# Kijiji and paypal scam??



## tranman (Feb 4, 2009)

I posted up my Schecter C-1 plus on kijiji and i got a reply inquiring about the condition. I said it was in great condition and this is the reply.

"I believe you and I trust your words, I will also like to speed up this transaction because my son birthday is at hand and I want the item reach him as a gift. My son is currently study abroad, Due to high cost of shipment through Express Canada Post (3-5 days) to Lagos - Nigeria, I will offer you $690 including shipping expenses.
Moreso, since I was screwed before I prefer payment terms to go through PayPal so as to protect both buyer and seller. Get back to me with your PAYPAL email for immediate payment and if you are not PayPal user, you can set up one in few minute through PayPal website.
I await your urgent response soonest.
Thanks"

Judging by their somewhat poor use of the english language I'm assuming it's a scam.

the email address is [email protected], maybe someone can email that address and try to find out some info??


----------



## bagpipe (Sep 19, 2006)

Someone posted about a similar scam (although not through Paypal), on the Ottawa Craigslist site. It pays to be aware these days:

http://ottawa.en.craigslist.ca/msg/1057348914.html


----------



## rollingdam (May 11, 2006)

There is someone on Craigslist offering a Stelling Bellflower banjo for $1200,

When he responds he says he is in Italy at the moment and wants payment through Western Union.


----------



## tranman (Feb 4, 2009)

Perhaps I should counter-scam and get that paypal money and ship an empty box...that way if he tries to get the money back I have proof of shipping? kkjuw:rockon2:


----------



## Guest (Mar 3, 2009)

Yea, that's a scam.

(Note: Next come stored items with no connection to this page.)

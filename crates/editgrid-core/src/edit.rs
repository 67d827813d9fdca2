//! # Edit State Machine
//!
//! ```text
//!            start_edit(non-empty)            start_add
//!   ┌──────┐ ───────────────────▶ ┌──────┐   ┌──────┐
//!   │ none │                      │ edit │   │ add  │
//!   └──────┘ ◀─────────────────── └──────┘   └──────┘
//!      ▲      cancel / complete_save             │
//!      └─────────────────────────────────────────┘
//! ```
//!
//! There is no direct `edit ↔ add` transition. Starting either mode while another
//! is active is a no-op, as is starting edit with nothing selected or updating a
//! cell outside edit/add mode. These are internal-consistency slips of the UI, not
//! misuse of a contract, so they are logged at `debug` and otherwise ignored.
//!
//! ## Ownership
//!
//! The machine exclusively owns two maps of working copies:
//! - `editing`: what the user is typing,
//! - `original`: the pristine snapshot taken when the mode started.
//!
//! Both are deep clones of the host rows, so mutating a host row afterwards never
//! leaks into either map. While the mode is not `none` both maps have the same key
//! set: exactly `{temp}` in add mode, exactly the selection snapshot in edit mode.
//!
//! ## Saving
//!
//! [`EditState::save_changes`] is a pure read: it computes the payload and leaves
//! the state untouched. The host commits it and then calls
//! [`EditState::complete_save`]; until then the grid stays in edit mode with the
//! user's input intact, so a failed commit loses nothing.

use crate::column::ColumnSet;
use crate::model::{PartialRow, Row, RowId, Value};
use serde::Serialize;
use std::collections::BTreeMap;

#[derive(Debug, Clone, Copy, PartialEq, Eq, Default, Serialize)]
#[serde(rename_all = "lowercase")]
pub enum EditMode {
    #[default]
    None,
    Edit,
    Add,
}

/// What a save hands to the host.
#[derive(Debug, Clone, PartialEq, Default, Serialize)]
#[serde(rename_all = "camelCase")]
pub struct SavePayload {
    pub updated_rows: Vec<Row>,
    pub new_row: Option<PartialRow>,
}

impl SavePayload {
    pub fn is_empty(&self) -> bool {
        self.updated_rows.is_empty() && self.new_row.is_none()
    }
}

#[derive(Debug, Clone, Default)]
pub struct EditState {
    mode: EditMode,
    editing: BTreeMap<RowId, PartialRow>,
    original: BTreeMap<RowId, PartialRow>,
    order: Vec<RowId>,
    /// Bumped on every activation; lets presentation layers apply autofocus once.
    activation: u64,
}

impl EditState {
    pub fn new() -> Self {
        Self::default()
    }

    pub fn mode(&self) -> EditMode {
        self.mode
    }

    pub fn is_active(&self) -> bool {
        self.mode != EditMode::None
    }

    pub fn is_add_mode(&self) -> bool {
        self.mode == EditMode::Add
    }

    pub fn activation(&self) -> u64 {
        self.activation
    }

    /// Snapshots `rows` and enters edit mode.
    ///
    /// Returns whether the transition happened.
    pub fn start_edit<'r>(&mut self, rows: impl IntoIterator<Item = &'r Row>) -> bool {
        if self.is_active() {
            tracing::debug!(mode = ?self.mode, "start_edit ignored: already editing");
            return false;
        }

        for row in rows {
            if self.editing.contains_key(&row.id) {
                continue;
            }
            self.editing.insert(row.id.clone(), row.fields.clone());
            self.original.insert(row.id.clone(), row.fields.clone());
            self.order.push(row.id.clone());
        }

        if self.order.is_empty() {
            tracing::debug!("start_edit ignored: empty selection");
            return false;
        }

        self.mode = EditMode::Edit;
        self.activation += 1;
        true
    }

    /// Seeds the temp row with empty strings for every editable column.
    pub fn start_add(&mut self, columns: &ColumnSet) -> bool {
        if self.is_active() {
            tracing::debug!(mode = ?self.mode, "start_add ignored: already editing");
            return false;
        }

        let seed: PartialRow = columns
            .editable()
            .map(|c| (c.field_key().to_string(), Value::String(String::new())))
            .collect();

        let temp = RowId::temp();
        self.original.insert(temp.clone(), seed.clone());
        self.editing.insert(temp.clone(), seed);
        self.order.push(temp);
        self.mode = EditMode::Add;
        self.activation += 1;
        true
    }

    /// Merges one field into a row's working copy.
    ///
    /// No validation happens here; that's the host's job before committing.
    pub fn update_cell(&mut self, row_id: &RowId, field: &str, value: Value) -> bool {
        if !self.is_active() {
            tracing::debug!(row = %row_id, field, "update_cell ignored: not editing");
            return false;
        }
        match self.editing.get_mut(row_id) {
            Some(working) => {
                working.insert(field.to_string(), value);
                true
            }
            None => {
                tracing::debug!(row = %row_id, field, "update_cell ignored: row not in edit set");
                false
            }
        }
    }

    /// Computes the save payload without changing any state.
    pub fn save_changes(&self) -> SavePayload {
        match self.mode {
            EditMode::None => SavePayload::default(),
            EditMode::Add => SavePayload {
                updated_rows: Vec::new(),
                new_row: self.editing.get(&RowId::temp()).cloned(),
            },
            EditMode::Edit => SavePayload {
                updated_rows: self
                    .order
                    .iter()
                    .filter(|id| self.is_dirty(id))
                    .filter_map(|id| {
                        let fields = self.editing.get(id)?.clone();
                        Some(Row::from_partial(id.clone(), fields))
                    })
                    .collect(),
                new_row: None,
            },
        }
    }

    /// Whether a row's working copy differs from its snapshot in any field.
    pub fn is_dirty(&self, row_id: &RowId) -> bool {
        let (Some(editing), Some(original)) = (self.editing.get(row_id), self.original.get(row_id))
        else {
            return false;
        };
        let absent = Value::Null;
        editing
            .keys()
            .chain(original.keys())
            .any(|k| editing.get(k).unwrap_or(&absent) != original.get(k).unwrap_or(&absent))
    }

    /// Fields of a row that differ from the snapshot.
    pub fn changed_fields(&self, row_id: &RowId) -> Vec<String> {
        let (Some(editing), Some(original)) = (self.editing.get(row_id), self.original.get(row_id))
        else {
            return Vec::new();
        };
        let absent = Value::Null;
        let mut keys: Vec<String> = editing
            .keys()
            .chain(original.keys())
            .filter(|k| editing.get(*k).unwrap_or(&absent) != original.get(*k).unwrap_or(&absent))
            .cloned()
            .collect();
        keys.sort();
        keys.dedup();
        keys
    }

    /// Host confirmed its commit; back to `none`.
    pub fn complete_save(&mut self) -> bool {
        self.reset()
    }

    /// Abandons all edits; back to `none`.
    pub fn cancel(&mut self) -> bool {
        self.reset()
    }

    fn reset(&mut self) -> bool {
        if !self.is_active() {
            return false;
        }
        self.mode = EditMode::None;
        self.editing.clear();
        self.original.clear();
        self.order.clear();
        true
    }

    pub fn is_editing(&self, row_id: &RowId) -> bool {
        self.editing.contains_key(row_id)
    }

    pub fn working_copy(&self, row_id: &RowId) -> Option<&PartialRow> {
        self.editing.get(row_id)
    }

    pub fn original(&self, row_id: &RowId) -> Option<&PartialRow> {
        self.original.get(row_id)
    }

    /// Rows in the edit set, in the order they were snapshotted.
    pub fn edit_order(&self) -> &[RowId] {
        &self.order
    }

    /// The row that receives autofocus.
    pub fn first_row(&self) -> Option<&RowId> {
        self.order.first()
    }
}
//! # Cell Rendering Dispatch
//!
//! Given a column, a row and the edit state, [`dispatch`] picks exactly one
//! [`CellView`]. The presentation layer paints it; the engine only decides *what*
//! goes in the cell.
//!
//! Dispatch order:
//!
//! 1. **System**: the column is a system column. Its own render function produces
//!    the content (checkboxes, action buttons); editability is never consulted.
//! 2. **Readonly**: not editing, the row is outside the edit set, or the column is
//!    not editable. Custom render output if the column has one, else the value
//!    text. Blank values become [`ReadonlyCell::Placeholder`] (a muted dash) so
//!    row heights stay uniform.
//! 3. **Editors**: text, number, textarea or select, chosen by the column's edit
//!    type (text when absent). A select with no options fails closed as
//!    [`CellView::SelectUnavailable`].
//!
//! ## Autofocus
//!
//! Exactly one cell per activation gets autofocus: the first editable, non-system
//! column (column order) of the first row in the edit set. Hidden columns and
//! selects without options are skipped, since neither can take input. See
//! [`autofocus_cell`].

use crate::column::{ColumnDef, ColumnId, ColumnSet, EditType, SelectOption};
use crate::edit::EditState;
use crate::model::{display_text, is_blank, Row, RowId, Value};
use serde::Serialize;
use std::collections::BTreeMap;

/// Default text for empty readonly cells (see `GridConfig::placeholder`).
pub const PLACEHOLDER: &str = "-";

/// Badge text for a select column without options.
pub const NO_OPTIONS_BADGE: &str = "no options";

#[derive(Debug, Clone, PartialEq, Serialize)]
#[serde(tag = "kind", rename_all = "camelCase")]
pub enum ReadonlyCell {
    Custom { content: String },
    Text { text: String },
    Placeholder,
}

/// Which renderer a cell uses, with everything it needs.
#[derive(Debug, Clone, PartialEq, Serialize)]
#[serde(tag = "renderer", rename_all = "camelCase")]
pub enum CellView {
    System {
        content: Option<String>,
    },
    Readonly(ReadonlyCell),
    Text {
        value: String,
        autofocus: bool,
    },
    Number {
        raw: String,
        parsed: Option<f64>,
        autofocus: bool,
    },
    Textarea {
        value: String,
        autofocus: bool,
    },
    Select {
        value: Value,
        options: Vec<SelectOption>,
        autofocus: bool,
    },
    SelectUnavailable {
        badge: String,
    },
}

impl CellView {
    pub fn is_editor(&self) -> bool {
        matches!(
            self,
            CellView::Text { .. }
                | CellView::Number { .. }
                | CellView::Textarea { .. }
                | CellView::Select { .. }
                | CellView::SelectUnavailable { .. }
        )
    }

    pub fn has_autofocus(&self) -> bool {
        match self {
            CellView::Text { autofocus, .. }
            | CellView::Number { autofocus, .. }
            | CellView::Textarea { autofocus, .. }
            | CellView::Select { autofocus, .. } => *autofocus,
            _ => false,
        }
    }

    /// Plain-text rendition, for hosts without widgets (terminals, exports).
    /// Blank readonly cells show `placeholder`.
    pub fn plain_text(&self, placeholder: &str) -> String {
        match self {
            CellView::System { content } => content.clone().unwrap_or_default(),
            CellView::Readonly(ReadonlyCell::Custom { content }) => content.clone(),
            CellView::Readonly(ReadonlyCell::Text { text }) => text.clone(),
            CellView::Readonly(ReadonlyCell::Placeholder) => placeholder.to_string(),
            CellView::Text { value, .. } | CellView::Textarea { value, .. } => value.clone(),
            CellView::Number { raw, .. } => raw.clone(),
            CellView::Select { value, options, .. } => options
                .iter()
                .find(|o| &o.value == value)
                .map(|o| o.label.clone())
                .unwrap_or_else(|| display_text(value)),
            CellView::SelectUnavailable { badge } => format!("[{}]", badge),
        }
    }
}

/// The one cell that gets autofocus in the current activation.
pub fn autofocus_cell(
    columns: &ColumnSet,
    visibility: &BTreeMap<ColumnId, bool>,
    edit: &EditState,
) -> Option<(RowId, ColumnId)> {
    if !edit.is_active() {
        return None;
    }
    let row = edit.first_row()?;
    let column = columns
        .editable()
        .filter(|c| visibility.get(&c.id).copied().unwrap_or(true))
        .find(|c| accepts_input(c))?;
    Some((row.clone(), column.id.clone()))
}

fn accepts_input(column: &ColumnDef) -> bool {
    !matches!(column.edit_type(), EditType::Select { options } if options.is_empty())
}

/// Selects the renderer for one cell.
///
/// `row` is the host row (or the synthesized temp row in add mode). Editor values
/// come from the working copy, not from `row`.
pub fn dispatch(
    column: &ColumnDef,
    row: &Row,
    edit: &EditState,
    autofocus: Option<&(RowId, ColumnId)>,
) -> CellView {
    if column.is_system() {
        let value = column.value(row);
        return CellView::System {
            content: column.render.as_ref().map(|r| r.render(row, &value)),
        };
    }

    let working = match edit.working_copy(&row.id) {
        Some(working) if edit.is_active() && column.is_editable() => working,
        _ => return readonly(column, row),
    };

    let value = working
        .get(column.field_key())
        .cloned()
        .unwrap_or_else(|| column.value(row));
    let focused = autofocus
        .map(|(r, c)| r == &row.id && c == &column.id)
        .unwrap_or(false);

    match column.edit_type() {
        EditType::Text => CellView::Text {
            value: display_text(&value),
            autofocus: focused,
        },
        EditType::Textarea => CellView::Textarea {
            value: display_text(&value),
            autofocus: focused,
        },
        EditType::Number => {
            let raw = display_text(&value);
            let parsed = match &value {
                Value::Number(n) => n.as_f64(),
                _ => raw.trim().parse::<f64>().ok(),
            };
            CellView::Number {
                raw,
                parsed,
                autofocus: focused,
            }
        }
        EditType::Select { options } if options.is_empty() => CellView::SelectUnavailable {
            badge: NO_OPTIONS_BADGE.to_string(),
        },
        EditType::Select { options } => CellView::Select {
            value,
            options: options.clone(),
            autofocus: focused,
        },
        // Filtered out by is_editable.
        EditType::None => readonly(column, row),
    }
}

fn readonly(column: &ColumnDef, row: &Row) -> CellView {
    let value = column.value(row);
    if let Some(renderer) = &column.render {
        return CellView::Readonly(ReadonlyCell::Custom {
            content: renderer.render(row, &value),
        });
    }
    if is_blank(&value) {
        CellView::Readonly(ReadonlyCell::Placeholder)
    } else {
        CellView::Readonly(ReadonlyCell::Text {
            text: display_text(&value),
        })
    }
}
//! Builders for unsaved transfer models.

use std::collections::BTreeSet;

use rust_decimal::Decimal;

use crate::domain::{
    categories::{models::ProductCategory, records::CategoryType},
    products::models::Product,
};

pub(crate) fn new_category(name: &str, types: &[CategoryType]) -> ProductCategory {
    ProductCategory {
        id: None,
        name: name.to_string(),
        types: types.iter().copied().collect::<BTreeSet<_>>(),
    }
}

pub(crate) fn new_product(name: &str, price: Decimal, quantity: u32) -> Product {
    Product {
        id: None,
        name: name.to_string(),
        price,
        quantity,
        available: true,
        categories: Vec::new(),
    }
}
use inventory_app::{context::AppContext, domain::orders::models::OrderDetails};

use super::entity::{EntityCommand, EntitySubcommand, parse, print};

pub(crate) async fn run(context: &AppContext, command: EntityCommand) -> Result<(), String> {
    let service = &context.orders;

    match command.command {
        EntitySubcommand::List => print(
            &service
                .get_all()
                .await
                .map_err(|error| format!("failed to list orders: {error}"))?,
        ),
        EntitySubcommand::Get { id } => print(
            &service
                .get_by_id(id)
                .await
                .map_err(|error| format!("failed to get order {id}: {error}"))?,
        ),
        EntitySubcommand::Save { json } => print(
            &service
                .save(parse::<OrderDetails>(&json)?)
                .await
                .map_err(|error| format!("failed to save order: {error}"))?,
        ),
        EntitySubcommand::Delete { id } => service
            .delete(id)
            .await
            .map_err(|error| format!("failed to delete order {id}: {error}")),
    }
}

Who the hell goes to Nigeria to study? Quality schools over there no doubt...


----------



## GuitarsCanada (Dec 30, 2005)

tranman said:


> Perhaps I should counter-scam and get that paypal money and ship an empty box...that way if he tries to get the money back I have proof of shipping? kkjuw:rockon2:


save the box, just don't ship anything


----------



## pickslide (May 9, 2006)

No offense to anybody, but pretty much any offer to pay for something out of Nigeria is a scam.


----------



## Peter (Mar 25, 2008)

tranman said:


> Perhaps I should counter-scam and get that paypal money and ship an empty box...that way if he tries to get the money back I have proof of shipping? kkjuw:rockon2:


No because you will most likely be paid with a stolen credit card and then have the money withdrawn from your PayPal account after the fact, or have it go negative if the money isn't there. This could result in your PayPal account being limited, etc. Do not have any dealings with this person, never ship or sell anything to Nigeria.


----------



## Rugburn (Jan 14, 2009)

I was looking at some "perfect good" "NSO" tubes shipping from "Russian Federation" on Ebay a few days ago. "12AX7 type" "perfect for stereo". The add is gone now or I would link it. Whadya gonna do.

Shawn :food-smiley-004:


----------



## rockinbluesfan (Mar 3, 2008)

Perhaps forwarding it to the cops would be beneficial? Maybe they could set up a sting!


----------



## lyric girl (Sep 4, 2008)

I don't mean to be offensive to anybody, but there are a lot of scams out of Nigeria. I was attempting to sell a road bike of mine on the MEC website and was sent a bogus cheque for it. When they kept pushing me to just send the bike rather than waiting for the cheque to clear the band (which it never would have) Itold them I was going to the police, that was the end of it.


----------



## Luke98 (Mar 4, 2007)

Talk to the cops & spread the "Beware of Nigerians!" mantra.


----------



## shoretyus (Jan 6, 2007)

I would make him run all over the place ..... you used to be able to set up a paypal account with out a credit card. I had several when I was scam fighting.


----------



## lyric girl (Sep 4, 2008)

Luke98 said:


> Talk to the cops & spread the "Beware of Nigerians!" mantra.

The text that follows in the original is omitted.